--- Data extract ---

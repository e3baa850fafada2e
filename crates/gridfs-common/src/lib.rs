//! GridFS Common - Shared types and utilities
//!
//! This crate provides the entry model, namespace paths, error definitions
//! and configuration used across all GridFS components.

pub mod config;
pub mod error;
pub mod path;
pub mod types;

pub use config::FsConfig;
pub use error::{Error, Result};
pub use path::FsPath;
pub use types::*;
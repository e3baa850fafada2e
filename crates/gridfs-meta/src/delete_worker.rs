//! Background reclamation of trashed entries
//!
//! Soft delete only moves a subtree under the trash directory. The delete
//! worker wakes up on a signal or a periodic re-scan, purges file data and
//! removes trashed entries bottom-up in bounded batches.

use crate::data::DataManager;
use crate::events::{FsEvent, FsEventKind};
use crate::manager::{Listing, MetaManager};
use crate::metrics::LocalMetrics;
use crossbeam_channel::RecvTimeoutError;
use dashmap::DashMap;
use gridfs_common::config::DeleteWorkerConfig;
use gridfs_common::{Entry, EntryId, ListingEntry, Result};
use parking_lot::Mutex;
use std::collections::HashSet;
use std::sync::Arc;
use std::sync::atomic::{AtomicBool, Ordering};
use std::thread;
use tokio::sync::oneshot;
use tracing::{debug, info, warn};

/// Waiters for the physical removal of trashed entries
#[derive(Default)]
pub struct DeleteTracker {
    waiters: DashMap<EntryId, Vec<oneshot::Sender<()>>>,
}

impl DeleteTracker {
    /// Receiver completed once `id` is purged.
    pub fn register(&self, id: EntryId) -> oneshot::Receiver<()> {
        let (tx, rx) = oneshot::channel();
        self.waiters.entry(id).or_default().push(tx);
        rx
    }

    /// Wake everyone waiting for `id`.
    pub fn complete(&self, id: EntryId) {
        if let Some((_, senders)) = self.waiters.remove(&id) {
            for sender in senders {
                let _ = sender.send(());
            }
        }
    }

    /// Drop every waiter; their receivers observe cancellation.
    pub fn cancel_all(&self) {
        self.waiters.clear();
    }

    /// Number of entries somebody is waiting for
    #[must_use]
    pub fn pending(&self) -> usize {
        self.waiters.len()
    }
}

/// One pass over the trash directory
pub(crate) struct Sweeper {
    meta: Arc<MetaManager>,
    data: Arc<dyn DataManager>,
    tracker: Arc<DeleteTracker>,
    batch_size: usize,
    shutdown: Arc<AtomicBool>,
}

impl Sweeper {
    /// Purge every trash child that can be purged now. Returns how many
    /// trash children were removed.
    pub(crate) fn sweep(&self) -> Result<usize> {
        let trash = self.meta.directory_listing(EntryId::TRASH)?;
        let mut purged = 0;

        for (name, entry) in &trash {
            if self.stopping() {
                break;
            }

            match self.purge(name, entry) {
                Ok(true) => purged += 1,
                Ok(false) => {}
                Err(e) => warn!("Failed to purge trashed entry {}: {}", entry.file_id, e),
            }
        }

        if purged > 0 {
            debug!("Delete worker purged {} trashed entries", purged);
        }
        Ok(purged)
    }

    fn stopping(&self) -> bool {
        self.shutdown.load(Ordering::Relaxed)
    }

    fn purge(&self, name: &str, entry: &ListingEntry) -> Result<bool> {
        let Some(info) = self.meta.info(entry.file_id)? else {
            // Dangling trash reference
            let single = Listing::from([(name.to_string(), *entry)]);
            self.meta.delete_batch(EntryId::TRASH, &single, false)?;
            self.tracker.complete(entry.file_id);
            return Ok(true);
        };

        if info.is_file() {
            if info.is_locked() {
                debug!("Skipping trashed file {} (opened for writing)", info.id());
                return Ok(false);
            }
            self.data.delete(&info)?;
        } else if !self.delete_directory(&info)? {
            return Ok(false);
        }

        if !self.meta.delete_entry(EntryId::TRASH, name, info.id())? {
            return Ok(false);
        }

        if info.is_file() {
            LocalMetrics::incr(&self.meta.metrics.files_purged);
            if let Some(path) = info.path() {
                self.meta
                    .events()
                    .record(FsEvent::new(FsEventKind::FilePurged, path.clone()));
            }
        }
        self.tracker.complete(info.id());

        Ok(true)
    }

    /// Remove the content of `dir` bottom-up. Returns `true` once the
    /// directory is empty.
    fn delete_directory(&self, dir: &Entry) -> Result<bool> {
        let listing = self.meta.directory_listing(dir.id())?;

        let mut blocked = false;
        let mut batch = Listing::new();
        let mut files = HashSet::new();

        for (name, child) in listing {
            if self.stopping() {
                return Ok(false);
            }

            match self.meta.info(child.file_id)? {
                Some(info) if info.is_directory() => {
                    if !self.delete_directory(&info)? {
                        blocked = true;
                        continue;
                    }
                }
                Some(info) => {
                    if info.is_locked() {
                        blocked = true;
                        continue;
                    }
                    self.data.delete(&info)?;
                    files.insert(info.id());
                }
                None => {}
            }

            batch.insert(name, child);
            if batch.len() >= self.batch_size {
                self.flush(dir.id(), &mut batch, &files)?;
            }
        }
        self.flush(dir.id(), &mut batch, &files)?;

        Ok(!blocked && self.meta.directory_listing(dir.id())?.is_empty())
    }

    fn flush(&self, parent_id: EntryId, batch: &mut Listing, files: &HashSet<EntryId>) -> Result<()> {
        if batch.is_empty() {
            return Ok(());
        }

        let reclaimed = self.meta.delete_batch(parent_id, batch, false)?;
        let purged_files = reclaimed.iter().filter(|id| files.contains(id)).count();
        LocalMetrics::add(&self.meta.metrics.files_purged, purged_files as u64);

        for id in reclaimed {
            self.tracker.complete(id);
        }
        batch.clear();
        Ok(())
    }
}

/// Background thread purging the trash directory
pub struct DeleteWorker {
    meta: Arc<MetaManager>,
    shutdown: Arc<AtomicBool>,
    handle: Mutex<Option<thread::JoinHandle<()>>>,
}

impl DeleteWorker {
    /// Spawn the worker thread.
    pub fn start(
        meta: Arc<MetaManager>,
        data: Arc<dyn DataManager>,
        tracker: Arc<DeleteTracker>,
        config: &DeleteWorkerConfig,
    ) -> Result<Self> {
        let shutdown = Arc::new(AtomicBool::new(false));
        let signal = meta.delete_signal();
        let interval = config.rescan_interval();

        let sweeper = Sweeper {
            meta: Arc::clone(&meta),
            data,
            tracker,
            batch_size: config.batch_size.max(1),
            shutdown: Arc::clone(&shutdown),
        };
        let flag = Arc::clone(&shutdown);

        let handle = thread::Builder::new()
            .name("gridfs-delete-worker".to_string())
            .spawn(move || {
                info!("Delete worker started");

                while !flag.load(Ordering::Relaxed) {
                    match signal.recv_timeout(interval) {
                        Ok(()) | Err(RecvTimeoutError::Timeout) => {}
                        Err(RecvTimeoutError::Disconnected) => break,
                    }

                    if flag.load(Ordering::Relaxed) {
                        break;
                    }

                    if let Err(e) = sweeper.sweep() {
                        warn!("Delete worker sweep failed: {}", e);
                    }
                }

                info!("Delete worker stopped");
            })?;

        Ok(Self {
            meta,
            shutdown,
            handle: Mutex::new(Some(handle)),
        })
    }

    /// Stop the worker and wait for the thread to exit.
    pub fn shutdown(&self) {
        self.shutdown.store(true, Ordering::Relaxed);
        self.meta.signal_delete_worker();

        if let Some(handle) = self.handle.lock().take() {
            let _ = handle.join();
        }
    }

    #[must_use]
    pub fn is_running(&self) -> bool {
        self.handle
            .lock()
            .as_ref()
            .is_some_and(|h| !h.is_finished())
    }
}

impl Drop for DeleteWorker {
    fn drop(&mut self) {
        self.shutdown();
    }
}

#[cfg(test)]
mod tests {
    use super::*;
    use crate::data::MemoryDataManager;
    use crate::events::EventBus;
    use gridfs_common::{FsConfig, FsPath, Properties};
    use gridfs_meta_store::EntryStore;
    use std::time::Duration;

    struct Fixture {
        meta: Arc<MetaManager>,
        data: Arc<MemoryDataManager>,
        tracker: Arc<DeleteTracker>,
    }

    impl Fixture {
        fn new() -> Self {
            Self {
                meta: Arc::new(MetaManager::new(
                    EntryStore::in_memory(),
                    &FsConfig::default(),
                    EventBus::new(),
                    Arc::new(LocalMetrics::default()),
                )),
                data: Arc::new(MemoryDataManager::default()),
                tracker: Arc::new(DeleteTracker::default()),
            }
        }

        fn sweeper(&self, batch_size: usize) -> Sweeper {
            Sweeper {
                meta: Arc::clone(&self.meta),
                data: self.data.clone(),
                tracker: Arc::clone(&self.tracker),
                batch_size,
                shutdown: Arc::new(AtomicBool::new(false)),
            }
        }

        fn add(&self, parent: EntryId, name: &str, entry: Entry) -> EntryId {
            let id = entry.id();
            assert!(self.meta.put_if_absent(parent, name, entry).unwrap().is_none());
            id
        }

        fn add_file(&self, parent: EntryId, name: &str) -> EntryId {
            let entry = Entry::file(4, 3, None, Properties::new());
            self.data.write(&entry, 0, b"abc").unwrap();
            self.add(parent, name, entry)
        }
    }

    fn dir() -> Entry {
        Entry::directory(Properties::new())
    }

    #[test]
    fn test_sweep_purges_subtree() {
        let fx = Fixture::new();
        let d = fx.add(EntryId::ROOT, "d", dir());
        let sub = fx.add(d, "sub", dir());
        let files: Vec<EntryId> = (0..5).map(|i| fx.add_file(sub, &format!("f{i}"))).collect();
        fx.add_file(d, "top");
        assert_eq!(fx.data.files(), 6);

        fx.meta.soft_delete(Some(EntryId::ROOT), Some("d"), d).unwrap();
        let done = fx.tracker.register(d);

        assert_eq!(fx.sweeper(2).sweep().unwrap(), 1);
        assert!(fx.meta.pending_deletes().unwrap().is_empty());
        assert_eq!(fx.data.files(), 0);
        assert!(!fx.meta.exists(d));
        assert!(!fx.meta.exists(sub));
        assert!(files.iter().all(|id| !fx.meta.exists(*id)));
        // Only the root and trash remain
        assert_eq!(fx.meta.store().len(), 2);
        assert_eq!(fx.meta.metrics.files_purged.load(Ordering::Relaxed), 6);
        assert!(done.blocking_recv().is_ok());
    }

    #[test]
    fn test_sweep_skips_locked_files() {
        let fx = Fixture::new();
        let d = fx.add(EntryId::ROOT, "d", dir());
        let busy = fx.add_file(d, "busy");
        let idle = fx.add_file(d, "idle");
        let locked = fx.meta.lock(busy).unwrap();

        fx.meta.soft_delete(Some(EntryId::ROOT), Some("d"), d).unwrap();
        assert_eq!(fx.sweeper(10).sweep().unwrap(), 0);

        assert!(fx.meta.exists(busy));
        assert!(!fx.meta.exists(idle));
        assert_eq!(fx.meta.pending_deletes().unwrap(), vec![d]);

        fx.meta.unlock(&locked, 1).unwrap();
        assert_eq!(fx.sweeper(10).sweep().unwrap(), 1);
        assert!(fx.meta.pending_deletes().unwrap().is_empty());
    }

    #[test]
    fn test_purged_file_records_event() {
        let fx = Fixture::new();
        let f = fx.add_file(EntryId::ROOT, "f");
        let path = FsPath::new("/f").unwrap();
        fx.meta
            .remove_if_empty(EntryId::ROOT, "f", f, &path, false)
            .unwrap()
            .unwrap();

        let mut rx = fx.meta.events().subscribe();
        assert_eq!(fx.sweeper(10).sweep().unwrap(), 1);

        let event = rx.try_recv().unwrap();
        assert_eq!(event.kind, FsEventKind::FilePurged);
        assert_eq!(event.path, path);
        assert!(!fx.data.contains(f));
    }

    #[test]
    fn test_worker_thread_reacts_to_signal() {
        let fx = Fixture::new();
        let d = fx.add(EntryId::ROOT, "d", dir());
        fx.add_file(d, "f");

        let config = DeleteWorkerConfig {
            rescan_interval_ms: 60_000,
            batch_size: 10,
        };
        let worker = DeleteWorker::start(
            Arc::clone(&fx.meta),
            fx.data.clone(),
            Arc::clone(&fx.tracker),
            &config,
        )
        .unwrap();
        assert!(worker.is_running());

        let done = fx.tracker.register(d);
        fx.meta.soft_delete(Some(EntryId::ROOT), Some("d"), d).unwrap();

        let rt = tokio::runtime::Builder::new_current_thread()
            .enable_time()
            .build()
            .unwrap();
        rt.block_on(async { tokio::time::timeout(Duration::from_secs(10), done).await })
            .unwrap()
            .unwrap();

        assert!(!fx.meta.exists(d));
        worker.shutdown();
        assert!(!worker.is_running());
    }

    #[test]
    fn test_tracker_completes_all_waiters() {
        let tracker = DeleteTracker::default();
        let id = EntryId::random();
        let a = tracker.register(id);
        let b = tracker.register(id);
        assert_eq!(tracker.pending(), 1);

        tracker.complete(id);
        assert!(a.blocking_recv().is_ok());
        assert!(b.blocking_recv().is_ok());
        assert_eq!(tracker.pending(), 0);
    }
}
//! Redb table definitions for persistent entry storage.

use redb::TableDefinition;

// Key: entry ID (hyphenated UUID), Value: bincode-encoded Entry
pub const ENTRIES: TableDefinition<&str, &[u8]> = TableDefinition::new("entries");
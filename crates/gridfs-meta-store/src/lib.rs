//! GridFS Meta Store - transactional entry storage
//!
//! This crate provides the transactional key-value map the metadata
//! manager builds the namespace tree on: pessimistic per-key locks,
//! buffered writes with atomic commit, and optional redb persistence.

pub mod lock;
pub mod persist;
pub mod store;
pub mod tables;

pub use persist::{PersistError, PersistResult, PersistentEntries};
pub use store::{EntryStore, Tx};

---

__Exercise instructions__: The first line of the records begins the span, and the line containing "use crate::data::DataManager;" ends it. Reproduce that span exactly, both ends included.

__Finished exercise__:
repository e3baa850fafada2e
filename crates/gridfs-common/src/lib.rs
//! GridFS Common - Shared types and utilities
//!
//! This crate provides the entry model, namespace paths, error definitions
//! and configuration used across all GridFS components.

pub mod config;
pub mod error;
pub mod path;
pub mod types;

pub use config::FsConfig;
pub use error::{Error, Result};
pub use path::FsPath;
pub use types::*;
repository e3baa850fafada2e
filename crates/gridfs-meta/src/delete_worker.rs
//! Background reclamation of trashed entries
//!
//! Soft delete only moves a subtree under the trash directory. The delete
//! worker wakes up on a signal or a periodic re-scan, purges file data and
//! removes trashed entries bottom-up in bounded batches.

use crate::data::DataManager;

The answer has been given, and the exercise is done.